● Task to carry out:
Please reproduce each line of the data below as it stands.

(Extracted records)
<<<<

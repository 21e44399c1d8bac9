//! Peer identity plus confirmed/observed multiaddr bookkeeping for libp2p peers.
//!
//! - [`AddressSet`] - deduplicated addresses with confirm-on-repeat staging for
//!   identify-style discovery
//! - [`PeerInfo`] - identity, address set, and the address of the open connection
//! - [`PeerBook`] - Arc-per-peer map for sharing records across tasks

pub mod addr;
pub mod book;
pub mod error;
pub mod identity;
pub mod info;
pub mod set;

pub use addr::{AddrOptions, Family, IntoMultiaddr, IntoMultiaddrs, Transport};
pub use book::{PeerBook, PeerBookConfig, SharedPeerInfo};
pub use error::{PeerInfoError, Result};
pub use identity::{Ed25519IdentityProvider, IdentityProvider, PeerIdentity};
pub use info::{PeerInfo, PeerRecord};
pub use libp2p::{Multiaddr, PeerId};
pub use set::{AddressSet, AddressSetConfig, Sighting};
//! Address lifecycle for a peer fed by dialing and repeated identify reports.

use vertex_net_peer_info::{
    AddrOptions, Ed25519IdentityProvider, Multiaddr, PeerBook, PeerInfo, Sighting, Transport,
};

fn ma(s: &str) -> Multiaddr {
    s.parse().unwrap()
}

#[tokio::test]
async fn identify_reports_confirm_only_repeated_addresses() {
    let book = PeerBook::default();
    let info = PeerInfo::create(&Ed25519IdentityProvider, None).await.unwrap();
    let id = *info.id();
    book.insert(info);

    let record = book.get(&id).unwrap();
    let dialed = ma("/ip4/203.0.113.7/tcp/1634");
    {
        let mut info = record.write();
        info.multiaddrs_mut().add(&dialed).unwrap();
        info.connect(&dialed).unwrap();
    }

    // each identify run reports the dialed address plus a fresh ephemeral port
    for port in 40_000..40_010u16 {
        let mut info = record.write();
        let set = info.multiaddrs_mut();
        assert_eq!(set.add_safe(&dialed).unwrap(), Sighting::AlreadyConfirmed);
        assert_eq!(
            set.add_safe(format!("/ip4/203.0.113.7/tcp/{port}").as_str()).unwrap(),
            Sighting::Staged
        );
    }

    // a stable observed address reported by two runs gets confirmed
    let observed = ma("/ip6/2001:db8::7/udp/1634/quic-v1");
    for _ in 0..2 {
        record.write().multiaddrs_mut().add_safe(&observed).unwrap();
    }

    assert_eq!(book.connected_ids(), vec![id]);

    let info = record.read();
    assert!(info.is_connected());
    assert_eq!(info.multiaddrs().to_vec(), vec![dialed.clone(), observed.clone()]);
    assert_eq!(info.multiaddrs().observed().len(), 10);

    let distinct = info.multiaddrs().distinct();
    assert_eq!(distinct.len(), 2);
    assert_eq!(
        AddrOptions::from_multiaddr(&distinct[0]).transport,
        Some(Transport::Tcp)
    );
}

#[test]
fn replace_swaps_listen_addresses() {
    let mut info = PeerInfo::new(vertex_net_peer_info::PeerId::random());
    let set = info.multiaddrs_mut();
    for addr in ["/ip4/10.0.0.1/tcp/1", "/ip4/10.0.0.1/tcp/2", "/ip4/10.0.0.1/tcp/3"] {
        set.add(addr).unwrap();
    }

    set.replace(["/ip4/10.0.0.1/tcp/1", "/ip4/10.0.0.1/tcp/3"], ["/ip4/10.0.0.2/tcp/1"])
        .unwrap();

    assert_eq!(
        set.to_vec(),
        vec![ma("/ip4/10.0.0.1/tcp/2"), ma("/ip4/10.0.0.2/tcp/1")]
    );
}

>>>>

● Task response:
repository 21e44399c1d8bac9
//! Peer identity plus confirmed/observed multiaddr bookkeeping for libp2p peers.
//!
//! - [`AddressSet`] - deduplicated addresses with confirm-on-repeat staging for
//!   identify-style discovery
//! - [`PeerInfo`] - identity, address set, and the address of the open connection
//! - [`PeerBook`] - Arc-per-peer map for sharing records across tasks

pub mod addr;
pub mod book;
pub mod error;
pub mod identity;
pub mod info;
pub mod set;

pub use addr::{AddrOptions, Family, IntoMultiaddr, IntoMultiaddrs, Transport};
pub use book::{PeerBook, PeerBookConfig, SharedPeerInfo};
pub use error::{PeerInfoError, Result};
pub use identity::{Ed25519IdentityProvider, IdentityProvider, PeerIdentity};
pub use info::{PeerInfo, PeerRecord};
pub use libp2p::{Multiaddr, PeerId};
pub use set::{AddressSet, AddressSetConfig, Sighting};
//! Address lifecycle for a peer fed by dialing and repeated identify reports.

use vertex_net_peer_info::{
    AddrOptions, Ed25519IdentityProvider, Multiaddr, PeerBook, PeerInfo, Sighting, Transport,
};

fn ma(s: &str) -> Multiaddr {
    s.parse().unwrap()
}

#[tokio::test]
async fn identify_reports_confirm_only_repeated_addresses() {
    let book = PeerBook::default();
    let info = PeerInfo::create(&Ed25519IdentityProvider, None).await.unwrap();
    let id = *info.id();
    book.insert(info);

    let record = book.get(&id).unwrap();
    let dialed = ma("/ip4/203.0.113.7/tcp/1634");
    {
        let mut info = record.write();
        info.multiaddrs_mut().add(&dialed).unwrap();
        info.connect(&dialed).unwrap();
    }

    // each identify run reports the dialed address plus a fresh ephemeral port
    for port in 40_000..40_010u16 {
        let mut info = record.write();
        let set = info.multiaddrs_mut();
        assert_eq!(set.add_safe(&dialed).unwrap(), Sighting::AlreadyConfirmed);
        assert_eq!(
            set.add_safe(format!("/ip4/203.0.113.7/tcp/{port}").as_str()).unwrap(),
            Sighting::Staged
        );
    }

    // a stable observed address reported by two runs gets confirmed
    let observed = ma("/ip6/2001:db8::7/udp/1634/quic-v1");
    for _ in 0..2 {
        record.write().multiaddrs_mut().add_safe(&observed).unwrap();
    }

    assert_eq!(book.connected_ids(), vec![id]);

    let info = record.read();
    assert!(info.is_connected());
    assert_eq!(info.multiaddrs().to_vec(), vec![dialed.clone(), observed.clone()]);
    assert_eq!(info.multiaddrs().observed().len(), 10);

    let distinct = info.multiaddrs().distinct();
    assert_eq!(distinct.len(), 2);
    assert_eq!(
        AddrOptions::from_multiaddr(&distinct[0]).transport,
        Some(Transport::Tcp)
    );
}

#[test]
fn replace_swaps_listen_addresses() {
    let mut info = PeerInfo::new(vertex_net_peer_info::PeerId::random());
    let set = info.multiaddrs_mut();
    for addr in ["/ip4/10.0.0.1/tcp/1", "/ip4/10.0.0.1/tcp/2", "/ip4/10.0.0.1/tcp/3"] {
        set.add(addr).unwrap();
    }

    set.replace(["/ip4/10.0.0.1/tcp/1", "/ip4/10.0.0.1/tcp/3"], ["/ip4/10.0.0.2/tcp/1"])
        .unwrap();

    assert_eq!(
        set.to_vec(),
        vec![ma("/ip4/10.0.0.1/tcp/2"), ma("/ip4/10.0.0.2/tcp/1")]
    );
}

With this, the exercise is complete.